Caste affiliation has been a major factor in the social organization of the Indian society. It is an ascription variable given to a person at the time of his/her birth and he/she carries the insignia throughout his/her life. The caste stratification of the Indian society has led to gross ill-treatment of the lower castes (all “Jathis” included under “ sudras”) by the upper castes and their exclusion from many aspects of the Indian socio-cultural and political life. This has stirred a number of social reformers in the country to protest against the caste system and demand for the treatment of all human beings as equal, and to promote the lower castes through a number of social and political measures. However, despite many reformers in the Indian soil relentlessly working to rid the Indian society of the caste system, this system seems to be surviving, and has transcended across religious groups and getting strengthened by the political forces.

Since caste is a distinguishing feature of a Hindu religion, or social structure, one would normally expect that when a person gets converted to other religions, especially Islam and Christianity, there is no longer an affiliation or identification with a particular caste in the individual’s and the household’s frame of reference. Surprisingly, in reality, this is not found to be the situation. The caste continues to be a strong identification factor for the individuals and their family members even after conversions to other religions, and the caste label may continue to tag on them for long time after conversion.

It is interesting thus to explore through an empirical analysis of the data available on religion and caste at the household level, the extent to which this caste affiliation is present even among Muslims and Christians, and to what broad category of castes they state their affiliations. In addition, we look at the socioeconomic differences across the specific castes within each of the broad categories among Hindus, considering that religious conversions have mostly been motivated by the desire for the underprivileged social groups to rise in the social ladder and economically improve their lot. The availability of data on religious affiliation and both broad and specific caste affiliations at the household level in the National Family Health Survey-2 conducted during 1998-1999 on about 90,000 representative samples of households in the country by the International Institute for Population Sciences facilitated this study.

The present paper examines to what extent Hindus as well as non-Hindus associate themselves with a caste group. Second, it examines differences in socioeconomic levels among various castes among Hindus as well as non-Hindus. Third, whereas in most earlier studies, including the one by Srinivasan and Mohanty (2004), caste has been classified broadly into three or four groups such as SC, ST, OBC, and all other castes (OC), in the present paper, we have been able to look at the specific caste of the individual within the broader classification. This overrides the assumptions made in the earlier literature that the specific castes within each of the broad classification (i.e. SC, ST or OBC) are relatively homogenous with regards to their socioeconomic or demographic status. Such a detailed analyses of the caste has been made possible by the availability of data on the specific castes in large samples from the different states in India.

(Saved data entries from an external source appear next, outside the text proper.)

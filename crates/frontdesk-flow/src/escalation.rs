//! Escalation flow: hands the caller to a human.
//!
//! A single transfer attempt, no automatic retry. Destination and a
//! possible named person are classified from the first utterance; a
//! short opener gets one reason-collection turn, anything longer is
//! taken as the reason itself and the transfer runs in the same turn,
//! passing through the preparing and transferring states.

use async_trait::async_trait;
use regex::Regex;
use tracing::info;

use frontdesk_action::ActionDirective;
use frontdesk_core::Timestamp;

use crate::context::{EscalationData, FlowContext};
use crate::error::FlowError;
use crate::flow::{Flow, FlowCommand, FlowId, FlowServices, StepOutcome, TurnMetadata};
use crate::states::{validate_escalation_transition, EscalationState};

/// Openers shorter than this lack a usable reason.
const MIN_REASON_WORDS: usize = 5;

const BILLING_WORDS: &[&str] = &["billing", "bill", "invoice", "payment"];
const SALES_WORDS: &[&str] = &["sales", "buy", "purchase"];
const SUPPORT_WORDS: &[&str] = &["support", "technical", "problem", "issue"];
const COLD_PHRASES: &[&str] = &["immediately", "just transfer", "right now"];

pub struct EscalationFlow {
    services: FlowServices,
    person_regex: Regex,
}

impl EscalationFlow {
    pub fn new(services: FlowServices) -> Self {
        Self {
            services,
            person_regex: Regex::new(
                r"\b[Ss]peak\s+(?:to|with)\s+([A-Z][a-z]+(?:\s+[A-Z][a-z]+)?)",
            )
            .unwrap(),
        }
    }

    /// Emergency outranks every other destination, including a named
    /// person in the same utterance.
    fn classify_destination(&self, utterance: &str) -> (String, Option<String>) {
        let lower = utterance.to_lowercase();
        if lower.contains("emergency") {
            return ("emergency".to_string(), None);
        }
        if BILLING_WORDS.iter().any(|w| lower.contains(w)) {
            return ("billing".to_string(), None);
        }
        if SALES_WORDS.iter().any(|w| lower.contains(w)) {
            return ("sales".to_string(), None);
        }
        if SUPPORT_WORDS.iter().any(|w| lower.contains(w)) {
            return ("support".to_string(), None);
        }
        if let Some(caps) = self.person_regex.captures(utterance) {
            return ("person".to_string(), Some(caps[1].to_string()));
        }
        ("general".to_string(), None)
    }

    fn set_state(&self, context: &mut FlowContext, to: EscalationState) -> Result<(), FlowError> {
        validate_escalation_transition(context.escalation.state, to)?;
        context.escalation.state = to;
        Ok(())
    }

    /// Run the rest of the pipeline in one turn: classify the transfer
    /// style, execute the transfer, and land in a terminal state.
    async fn transfer(
        &self,
        utterance: &str,
        context: &mut FlowContext,
    ) -> Result<StepOutcome, FlowError> {
        self.set_state(context, EscalationState::PreparingTransfer)?;
        let lower = utterance.to_lowercase();
        let style = if COLD_PHRASES.iter().any(|p| lower.contains(p)) {
            "cold"
        } else {
            "warm"
        };
        context.escalation.style = Some(style.to_string());

        self.set_state(context, EscalationState::Transferring)?;
        context.escalation.attempts += 1;

        let data = &context.escalation;
        let mut directive = ActionDirective::new("transfer_call");
        directive.params.insert(
            "destination".to_string(),
            data.destination.clone().unwrap_or_default(),
        );
        directive
            .params
            .insert("style".to_string(), style.to_string());
        if let Some(reason) = data.reason.clone() {
            directive.params.insert("reason".to_string(), reason);
        }
        directive
            .params
            .insert("attempt".to_string(), data.attempts.to_string());
        if let Some(person) = data.person.clone() {
            directive.params.insert("person".to_string(), person);
        }

        let outcome = self.services.executor.execute(&directive).await;
        info!(
            destination = %context.escalation.destination.as_deref().unwrap_or(""),
            success = outcome.success,
            "Transfer attempted"
        );
        context.scratch.transfer_result = Some(outcome.clone());

        if outcome.success {
            self.set_state(context, EscalationState::Completed)?;
            Ok(StepOutcome::finish(outcome.message))
        } else {
            self.set_state(context, EscalationState::Failed)?;
            Ok(StepOutcome::finish(
                "I wasn't able to transfer your call. Can I take a message instead?",
            ))
        }
    }
}

#[async_trait]
impl Flow for EscalationFlow {
    fn id(&self) -> FlowId {
        FlowId::Escalation
    }

    fn initialize(&mut self, _context: &mut FlowContext) {}

    async fn process(
        &mut self,
        utterance: &str,
        _metadata: &TurnMetadata,
        context: &mut FlowContext,
    ) -> Result<StepOutcome, FlowError> {
        if context.escalation.state.is_terminal() {
            context.escalation = EscalationData::default();
        }

        let extracted = self.services.extractor.extract(utterance);
        context.merge_entities(extracted);

        match context.escalation.state {
            EscalationState::Init => {
                let (destination, person) = self.classify_destination(utterance);
                context.escalation.destination = Some(destination);
                context.escalation.person = person;

                if utterance.split_whitespace().count() < MIN_REASON_WORDS {
                    self.set_state(context, EscalationState::CollectingReason)?;
                    Ok(StepOutcome::reply(
                        "Can you tell me briefly what this is regarding?",
                    ))
                } else {
                    context.escalation.reason = Some(utterance.trim().to_string());
                    self.transfer(utterance, context).await
                }
            }
            EscalationState::CollectingReason => {
                context.escalation.reason = Some(utterance.trim().to_string());
                self.transfer(utterance, context).await
            }
            // The transfer pipeline never rests in these states
            EscalationState::PreparingTransfer | EscalationState::Transferring => {
                Err(FlowError::Process(format!(
                    "escalation flow stepped in transient state {}",
                    context.escalation.state
                )))
            }
            // Terminal states were reset above
            EscalationState::Completed | EscalationState::Failed => {
                Err(FlowError::Process(format!(
                    "escalation flow stepped in terminal state {}",
                    context.escalation.state
                )))
            }
        }
    }

    fn cleanup(&mut self, context: &mut FlowContext) {
        context.escalation.last_updated = Some(Timestamp::now());
    }

    fn resume(&mut self, context: &mut FlowContext) -> FlowCommand {
        if context.escalation.state.is_terminal() {
            FlowCommand::End
        } else {
            FlowCommand::None
        }
    }
}

#[cfg(test)]
mod tests {
    use super::*;
    use frontdesk_action::{ActionExecutor, ActionRegistry};
    use frontdesk_core::FrontdeskConfig;
    use std::sync::Arc;

    fn flow() -> EscalationFlow {
        EscalationFlow::new(FlowServices::new(Arc::new(FrontdeskConfig::default())))
    }

    async fn step(
        flow: &mut EscalationFlow,
        utterance: &str,
        ctx: &mut FlowContext,
    ) -> StepOutcome {
        flow.process(utterance, &TurnMetadata::new(), ctx)
            .await
            .unwrap()
    }

    #[tokio::test]
    async fn test_emergency_with_reason_transfers_in_one_turn() {
        let mut flow = flow();
        let mut ctx = FlowContext::default();
        let outcome = step(&mut flow, "speak to a human, this is an emergency", &mut ctx).await;

        assert_eq!(ctx.escalation.destination.as_deref(), Some("emergency"));
        assert_eq!(
            ctx.escalation.reason.as_deref(),
            Some("speak to a human, this is an emergency")
        );
        assert_eq!(ctx.escalation.state, EscalationState::Completed);
        assert_eq!(ctx.escalation.attempts, 1);
        assert_eq!(outcome.command, FlowCommand::End);

        let result = ctx.scratch.transfer_result.as_ref().unwrap();
        assert!(result.success);
        assert_eq!(result.details["extension"], "911");
    }

    #[tokio::test]
    async fn test_short_opener_collects_reason_first() {
        let mut flow = flow();
        let mut ctx = FlowContext::default();

        let outcome = step(&mut flow, "transfer me please", &mut ctx).await;
        assert_eq!(ctx.escalation.state, EscalationState::CollectingReason);
        assert_eq!(ctx.escalation.destination.as_deref(), Some("general"));
        assert!(outcome.response.unwrap().contains("regarding"));
        assert_eq!(flow.services.executor.executed_count(), 0);

        let outcome = step(&mut flow, "my invoice looks wrong", &mut ctx).await;
        assert_eq!(ctx.escalation.state, EscalationState::Completed);
        assert_eq!(
            ctx.escalation.reason.as_deref(),
            Some("my invoice looks wrong")
        );
        assert_eq!(outcome.command, FlowCommand::End);
        assert_eq!(flow.services.executor.executed_count(), 1);
    }

    #[tokio::test]
    async fn test_named_person_captured() {
        let mut flow = flow();
        let mut ctx = FlowContext::default();
        step(
            &mut flow,
            "I need to speak with Sarah Connor about my account",
            &mut ctx,
        )
        .await;
        assert_eq!(ctx.escalation.destination.as_deref(), Some("person"));
        assert_eq!(ctx.escalation.person.as_deref(), Some("Sarah Connor"));

        let result = ctx.scratch.transfer_result.as_ref().unwrap();
        assert_eq!(result.details["person"], "Sarah Connor");
        assert_eq!(result.details["extension"], "0");
    }

    #[tokio::test]
    async fn test_cold_style_keywords() {
        let mut flow = flow();
        let mut ctx = FlowContext::default();
        step(
            &mut flow,
            "just transfer me to billing right now please",
            &mut ctx,
        )
        .await;
        assert_eq!(ctx.escalation.destination.as_deref(), Some("billing"));
        assert_eq!(ctx.escalation.style.as_deref(), Some("cold"));
        let result = ctx.scratch.transfer_result.as_ref().unwrap();
        assert_eq!(result.details["style"], "cold");
        assert_eq!(result.details["extension"], "400");
    }

    #[tokio::test]
    async fn test_failed_transfer_lands_in_failed_state() {
        let config = Arc::new(FrontdeskConfig::default());
        let executor = Arc::new(ActionExecutor::new(ActionRegistry::new()));
        let mut flow = EscalationFlow::new(FlowServices::with_executor(config, executor));
        let mut ctx = FlowContext::default();

        let outcome = step(
            &mut flow,
            "I have a technical problem with my account",
            &mut ctx,
        )
        .await;
        assert_eq!(ctx.escalation.state, EscalationState::Failed);
        assert_eq!(outcome.command, FlowCommand::End);
        assert!(outcome.response.unwrap().contains("wasn't able to transfer"));
        let result = ctx.scratch.transfer_result.as_ref().unwrap();
        assert!(!result.success);
    }

    #[tokio::test]
    async fn test_terminal_state_resets_for_new_attempt() {
        let mut flow = flow();
        let mut ctx = FlowContext::default();
        step(&mut flow, "speak to a human, this is an emergency", &mut ctx).await;
        assert_eq!(ctx.escalation.state, EscalationState::Completed);

        step(&mut flow, "transfer me to billing about an invoice", &mut ctx).await;
        assert_eq!(ctx.escalation.destination.as_deref(), Some("billing"));
        assert_eq!(ctx.escalation.attempts, 1);
    }

    #[tokio::test]
    async fn test_resume_after_terminal_cascades_end() {
        let mut flow = flow();
        let mut ctx = FlowContext::default();
        ctx.escalation.state = EscalationState::Failed;
        assert_eq!(flow.resume(&mut ctx), FlowCommand::End);

        ctx.escalation.state = EscalationState::CollectingReason;
        assert_eq!(flow.resume(&mut ctx), FlowCommand::None);
    }
}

Discussions and Conclusion from the Study

The present study examined the caste distributions among Hindus, Muslims, and Christians in Tamil Nadu. UP, West Bengal and Bihar, using large state-representative samples. These states are considered to be socio-politically different, with long histories of social movements aimed at eradicating caste practices and social and economic differences among castes.

What is most significant to note from this analysis is that among the Muslims half of the sample households in West Bengal, two-thirds in Uttar Pradesh, and almost all in Bihar and Tamil Nadu have reported caste affiliations.

Among Christians, one in five in Bihar, 40% in West Bengal, 57% in Uttar Pradesh and almost all in Tamil Nadu have reported caste affiliations. It is really surprising that in the state of Tamil Nadu which pioneered the movement for a caste-less society in the 1920’s with the formation of a strong Dravidian party piloting a strong anti-Brahmin movement in the state as symbolic of destruction of the caste system and promoting inter caste marriages for over seven decades, the caste stratification remains the highest not only among the Hindus but also among the Muslims and Christians in the state. This requires further research.

The study also examined both the broad caste categories such as SC, ST, OBC and OC, which are commonly used in demography and sociology studies when assessing the progress in the demographic and social changes, and also specific castes within each of the broad caste categories in the view that the castes within the broad categories are not homogenous in the socioeconomic conditions. The study looked at the deprivation levels of households as well as the educational attainment of the heads of household among the specific castes within the broader grouping.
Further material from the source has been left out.